Global factors influenced the fur trade in Canada.

Image 1
Creator: John Robert Charles Spurling
Year made: 1926
Copyright Holder: Image courtesy of Hudson's Bay Company
  --2-- The Prince Albert and the Prince Rupert in Hudson's Bay, 1845

The barques Prince Albert and Prince Rupert fly the Company's colours while parting company off Mansel Island at the northern end of Hudson Bay. Every year the vessels sailed in tandem from England on a voyage of re-supply.

At Mansel Island the Prince Albert departed for Moose Factory and the Prince Rupert set off for York Factory, carrying goods and supplies for the Hudson Bay forts. Their cargoes included the staples of the fur trade: guns, ironmongery, earthenware, combs, feathers, stationery, vinegar, kettles, potatoes, tobacco, beads and other articles.

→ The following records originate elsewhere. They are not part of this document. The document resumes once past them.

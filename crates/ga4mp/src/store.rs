// Copyright (c) 2025 Geoffrey Huntley <ghuntley@ghuntley.com>. All rights reserved.
// SPDX-License-Identifier: Proprietary

//! Persistent user, session and other properties.
//!
//! The store is plain in-memory state that can be hydrated from and saved to
//! a JSON file. Persistence is best-effort: failures are logged and returned
//! as [`StoreError`], and the in-memory state stays usable either way. The
//! store is never saved implicitly.

use std::path::{Path, PathBuf};

use serde::{Deserialize, Serialize};
use serde_json::{Map, Value};
use tokio::fs;
use tokio::io::AsyncWriteExt;
use tracing::{debug, error, warn};

use crate::error::StoreError;

/// One of the three independent property partitions.
#[derive(Debug, Clone, Copy, PartialEq, Eq, Hash)]
pub enum PropertyCategory {
	/// Merged into every hit as user properties.
	User,
	/// Copied into each event's params when the event does not set them.
	Session,
	/// Caller-owned state; persisted but never sent.
	Other,
}

impl PropertyCategory {
	/// Key of this category in the persisted JSON document.
	pub fn key(self) -> &'static str {
		match self {
			Self::User => "user_properties",
			Self::Session => "session_parameters",
			Self::Other => "other",
		}
	}
}

/// Durable key/value state merged into outgoing hits.
///
/// # Example
///
/// ```no_run
/// use ga4mp::PropertyStore;
///
/// # async fn example() {
/// let mut store = PropertyStore::open("ga4mp_store.json").await;
/// store.set_user_property("user_id", "BabyYoda2000");
/// store.set_user_property("region", "Outer Rim");
/// store.set_session_parameter("session_id", "1700000000");
/// let _ = store.save(None).await;
/// # }
/// ```
#[derive(Debug, Clone, Default, PartialEq, Serialize, Deserialize)]
pub struct PropertyStore {
	#[serde(default)]
	user_properties: Map<String, Value>,
	#[serde(default)]
	session_parameters: Map<String, Value>,
	#[serde(default)]
	other: Map<String, Value>,
	#[serde(default, skip_serializing_if = "Option::is_none")]
	data_location: Option<PathBuf>,
}

impl PropertyStore {
	/// Creates an empty, memory-only store.
	pub fn new() -> Self {
		Self::default()
	}

	/// Creates a store backed by `path`, hydrating it from the file.
	///
	/// Never fails: a missing file is created empty, an unreadable or
	/// malformed one is logged and replaced by empty in-memory state.
	pub async fn open(path: impl AsRef<Path>) -> Self {
		let mut store = Self::new();
		let _ = store.load(path).await;
		store
	}

	/// Replaces the in-memory state with the contents of `path`.
	///
	/// When the file does not exist an empty document is written there. On
	/// any failure the store falls back to empty categories bound to `path`.
	pub async fn load(&mut self, path: impl AsRef<Path>) -> Result<(), StoreError> {
		let path = path.as_ref().to_path_buf();

		let contents = match fs::read_to_string(&path).await {
			Ok(contents) => contents,
			Err(e) if e.kind() == std::io::ErrorKind::NotFound => {
				debug!(path = %path.display(), "Property store not found, creating empty store");
				self.reset(path.clone());
				return self.write_to(&path).await;
			}
			Err(source) => {
				warn!(path = %path.display(), error = %source, "Failed to read property store, using empty store");
				self.reset(path.clone());
				return Err(StoreError::Io { path, source });
			}
		};

		match serde_json::from_str::<PropertyStore>(&contents) {
			Ok(mut loaded) => {
				loaded.data_location = Some(path.clone());
				*self = loaded;
				debug!(
					path = %path.display(),
					user_properties = self.user_properties.len(),
					session_parameters = self.session_parameters.len(),
					"Property store loaded"
				);
				Ok(())
			}
			Err(source) => {
				warn!(path = %path.display(), error = %source, "Property store is malformed, using empty store");
				self.reset(path.clone());
				Err(StoreError::Malformed { path, source })
			}
		}
	}

	/// Writes the full state to `target`, or to the location it was loaded
	/// from or last saved to.
	///
	/// A failed save leaves the in-memory state untouched.
	pub async fn save(&mut self, target: Option<&Path>) -> Result<(), StoreError> {
		let path = match target.map(Path::to_path_buf).or_else(|| self.data_location.clone()) {
			Some(path) => path,
			None => {
				warn!("Property store has no data location, nothing saved");
				return Err(StoreError::NoLocation);
			}
		};

		let previous = self.data_location.replace(path.clone());
		let result = self.write_to(&path).await;
		if result.is_err() {
			self.data_location = previous;
		}
		result
	}

	async fn write_to(&self, path: &Path) -> Result<(), StoreError> {
		let io_err = |source| StoreError::Io {
			path: path.to_path_buf(),
			source,
		};

		let result = async {
			if let Some(parent) = path.parent().filter(|p| !p.as_os_str().is_empty()) {
				fs::create_dir_all(parent).await?;
			}

			let contents = serde_json::to_string_pretty(self).map_err(std::io::Error::other)?;

			let temp_path = path.with_extension("tmp");
			let mut file = fs::File::create(&temp_path).await?;
			file.write_all(contents.as_bytes()).await?;
			file.sync_all().await?;
			drop(file);

			fs::rename(&temp_path, path).await
		}
		.await;

		match result {
			Ok(()) => {
				debug!(path = %path.display(), "Property store written");
				Ok(())
			}
			Err(source) => {
				error!(path = %path.display(), error = %source, "Failed to write property store");
				Err(io_err(source))
			}
		}
	}

	fn reset(&mut self, path: PathBuf) {
		*self = Self {
			data_location: Some(path),
			..Self::default()
		};
	}

	/// Where the store was last loaded from or saved to.
	pub fn data_location(&self) -> Option<&Path> {
		self.data_location.as_deref()
	}

	fn category(&self, category: PropertyCategory) -> &Map<String, Value> {
		match category {
			PropertyCategory::User => &self.user_properties,
			PropertyCategory::Session => &self.session_parameters,
			PropertyCategory::Other => &self.other,
		}
	}

	fn category_mut(&mut self, category: PropertyCategory) -> &mut Map<String, Value> {
		match category {
			PropertyCategory::User => &mut self.user_properties,
			PropertyCategory::Session => &mut self.session_parameters,
			PropertyCategory::Other => &mut self.other,
		}
	}

	pub fn set(&mut self, category: PropertyCategory, name: impl Into<String>, value: impl Into<Value>) {
		self.category_mut(category).insert(name.into(), value.into());
	}

	pub fn get(&self, category: PropertyCategory, name: &str) -> Option<&Value> {
		self.category(category).get(name)
	}

	pub fn get_all(&self, category: PropertyCategory) -> &Map<String, Value> {
		self.category(category)
	}

	/// Removes one property, returning its previous value.
	pub fn delete(&mut self, category: PropertyCategory, name: &str) -> Option<Value> {
		self.category_mut(category).remove(name)
	}

	/// Empties one category without touching the others.
	pub fn clear(&mut self, category: PropertyCategory) {
		self.category_mut(category).clear();
	}

	// Category wrappers.

	pub fn set_user_property(&mut self, name: impl Into<String>, value: impl Into<Value>) {
		self.set(PropertyCategory::User, name, value);
	}

	pub fn get_user_property(&self, name: &str) -> Option<&Value> {
		self.get(PropertyCategory::User, name)
	}

	pub fn get_all_user_properties(&self) -> &Map<String, Value> {
		self.get_all(PropertyCategory::User)
	}

	pub fn delete_user_property(&mut self, name: &str) -> Option<Value> {
		self.delete(PropertyCategory::User, name)
	}

	pub fn clear_user_properties(&mut self) {
		self.clear(PropertyCategory::User);
	}

	pub fn set_session_parameter(&mut self, name: impl Into<String>, value: impl Into<Value>) {
		self.set(PropertyCategory::Session, name, value);
	}

	pub fn get_session_parameter(&self, name: &str) -> Option<&Value> {
		self.get(PropertyCategory::Session, name)
	}

	pub fn get_all_session_parameters(&self) -> &Map<String, Value> {
		self.get_all(PropertyCategory::Session)
	}

	pub fn delete_session_parameter(&mut self, name: &str) -> Option<Value> {
		self.delete(PropertyCategory::Session, name)
	}

	pub fn clear_session_parameters(&mut self) {
		self.clear(PropertyCategory::Session);
	}

	pub fn set_other(&mut self, name: impl Into<String>, value: impl Into<Value>) {
		self.set(PropertyCategory::Other, name, value);
	}

	pub fn get_other(&self, name: &str) -> Option<&Value> {
		self.get(PropertyCategory::Other, name)
	}

	pub fn get_all_other(&self) -> &Map<String, Value> {
		self.get_all(PropertyCategory::Other)
	}

	pub fn delete_other(&mut self, name: &str) -> Option<Value> {
		self.delete(PropertyCategory::Other, name)
	}

	pub fn clear_other(&mut self) {
		self.clear(PropertyCategory::Other);
	}
}

#[cfg(test)]
mod tests {
	use super::*;
	use proptest::prelude::*;
	use serde_json::json;

	#[test]
	fn categories_are_independent() {
		let mut store = PropertyStore::new();
		store.set_user_property("user_id", "Grogu");
		store.set_user_property("region", "Outer Rim");
		store.set_session_parameter("session_id", "123");
		store.set_other("last_sync", 42);

		assert_eq!(store.get_all_user_properties().len(), 2);

		store.clear_user_properties();
		assert!(store.get_all_user_properties().is_empty());
		assert_eq!(store.get_session_parameter("session_id"), Some(&json!("123")));
		assert_eq!(store.get_other("last_sync"), Some(&json!(42)));
	}

	#[test]
	fn delete_removes_only_named_key() {
		let mut store = PropertyStore::new();
		store.set_user_property("user_id", "Grogu");
		store.set_user_property("region", "Outer Rim");

		assert_eq!(store.delete_user_property("user_id"), Some(json!("Grogu")));
		assert!(store.get_user_property("user_id").is_none());
		assert_eq!(store.get_user_property("region"), Some(&json!("Outer Rim")));
		assert_eq!(store.delete_user_property("user_id"), None);
	}

	#[test]
	fn set_overwrites_existing_key() {
		let mut store = PropertyStore::new();
		store.set(PropertyCategory::Session, "session_id", "1");
		store.set(PropertyCategory::Session, "session_id", "2");
		assert_eq!(store.get_all(PropertyCategory::Session).len(), 1);
		assert_eq!(store.get(PropertyCategory::Session, "session_id"), Some(&json!("2")));
	}

	#[test]
	fn serialized_document_always_has_categories() {
		let store = PropertyStore::new();
		let json = serde_json::to_value(&store).unwrap();
		assert_eq!(json["user_properties"], json!({}));
		assert_eq!(json["session_parameters"], json!({}));
		assert!(json.get("data_location").is_none());
	}

	#[test]
	fn partial_document_deserializes_with_empty_categories() {
		let store: PropertyStore =
			serde_json::from_str(r#"{"user_properties": {"user_id": "X"}}"#).unwrap();
		assert_eq!(store.get_user_property("user_id"), Some(&json!("X")));
		assert!(store.get_all_session_parameters().is_empty());
		assert!(store.get_all_other().is_empty());
	}

	#[tokio::test]
	async fn save_then_load_roundtrip() {
		let dir = tempfile::tempdir().unwrap();
		let path = dir.path().join("store.json");

		let mut store = PropertyStore::new();
		store.set_user_property("user_id", "BabyYoda2000");
		store.set_user_property("non_personalized_ads", true);
		store.set_session_parameter("session_id", "1700000000");
		store.set_other("note", json!({"nested": [1, 2]}));
		store.save(Some(&path)).await.unwrap();
		assert_eq!(store.data_location(), Some(path.as_path()));

		let loaded = PropertyStore::open(&path).await;
		assert_eq!(loaded.get_all_user_properties(), store.get_all_user_properties());
		assert_eq!(loaded.get_all_session_parameters(), store.get_all_session_parameters());
		assert_eq!(loaded.get_all_other(), store.get_all_other());
		assert_eq!(loaded.data_location(), Some(path.as_path()));
	}

	#[tokio::test]
	async fn save_records_data_location_in_file() {
		let dir = tempfile::tempdir().unwrap();
		let path = dir.path().join("store.json");

		let mut store = PropertyStore::new();
		store.save(Some(&path)).await.unwrap();

		let raw: Value = serde_json::from_str(&std::fs::read_to_string(&path).unwrap()).unwrap();
		assert_eq!(raw["data_location"], json!(path.to_str().unwrap()));
	}

	#[tokio::test]
	async fn load_missing_file_creates_empty_document() {
		let dir = tempfile::tempdir().unwrap();
		let path = dir.path().join("nested").join("store.json");

		let mut store = PropertyStore::new();
		store.set_user_property("stale", "value");
		store.load(&path).await.unwrap();

		assert!(path.exists());
		assert!(store.get_all_user_properties().is_empty());
		assert!(store.get_all_session_parameters().is_empty());
		assert_eq!(store.data_location(), Some(path.as_path()));

		let raw: Value = serde_json::from_str(&std::fs::read_to_string(&path).unwrap()).unwrap();
		assert_eq!(raw["user_properties"], json!({}));
		assert_eq!(raw["session_parameters"], json!({}));
	}

	#[tokio::test]
	async fn load_malformed_file_falls_back_to_empty() {
		let dir = tempfile::tempdir().unwrap();
		let path = dir.path().join("store.json");
		std::fs::write(&path, "{ not json").unwrap();

		let mut store = PropertyStore::new();
		store.set_user_property("user_id", "X");
		let result = store.load(&path).await;

		assert!(matches!(result, Err(StoreError::Malformed { .. })));
		assert!(store.get_all_user_properties().is_empty());
		assert_eq!(store.data_location(), Some(path.as_path()));
	}

	#[tokio::test]
	async fn open_never_fails_on_malformed_file() {
		let dir = tempfile::tempdir().unwrap();
		let path = dir.path().join("store.json");
		std::fs::write(&path, "[1, 2, 3]").unwrap();

		let store = PropertyStore::open(&path).await;
		assert!(store.get_all_user_properties().is_empty());
	}

	#[tokio::test]
	async fn save_without_location_is_reported() {
		let mut store = PropertyStore::new();
		store.set_user_property("user_id", "X");
		let result = store.save(None).await;
		assert!(matches!(result, Err(StoreError::NoLocation)));
		assert_eq!(store.get_user_property("user_id"), Some(&json!("X")));
	}

	#[tokio::test]
	async fn failed_save_keeps_state_and_location() {
		let dir = tempfile::tempdir().unwrap();
		let good = dir.path().join("store.json");
		let blocker = dir.path().join("blocker");
		std::fs::write(&blocker, "file, not a directory").unwrap();
		let bad = blocker.join("store.json");

		let mut store = PropertyStore::new();
		store.set_user_property("user_id", "X");
		store.save(Some(&good)).await.unwrap();

		let result = store.save(Some(&bad)).await;
		assert!(matches!(result, Err(StoreError::Io { .. })));
		assert_eq!(store.data_location(), Some(good.as_path()));
		assert_eq!(store.get_user_property("user_id"), Some(&json!("X")));
	}

	proptest! {
		#[test]
		fn clear_only_affects_one_category(
			user in proptest::collection::vec("[a-z]{1,8}", 0..10),
			session in proptest::collection::vec("[a-z]{1,8}", 0..10),
		) {
			let mut store = PropertyStore::new();
			for key in &user {
				store.set_user_property(key.clone(), 1);
			}
			for key in &session {
				store.set_session_parameter(key.clone(), 1);
			}
			let sessions_before = store.get_all_session_parameters().clone();

			store.clear(PropertyCategory::User);

			prop_assert!(store.get_all_user_properties().is_empty());
			prop_assert_eq!(store.get_all_session_parameters(), &sessions_before);
		}
	}
}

In 1845 the Prince Albert endured a very difficult journey onward to Moose Factory. Her log constantly records ice, which caused long delays. In the end, it took her 37 days to reach Moose Factory, about 800 miles south of Mansel Island, while it took only 10 days for the Prince Rupert to travel the 600 miles southwest to York Factory.

(c)Text courtesy of Hudson's Bay Company

Other Related Material
Read more about York Factory or Moose Factory - type 'York Factory' or 'Moose Factory' into the search box to your left.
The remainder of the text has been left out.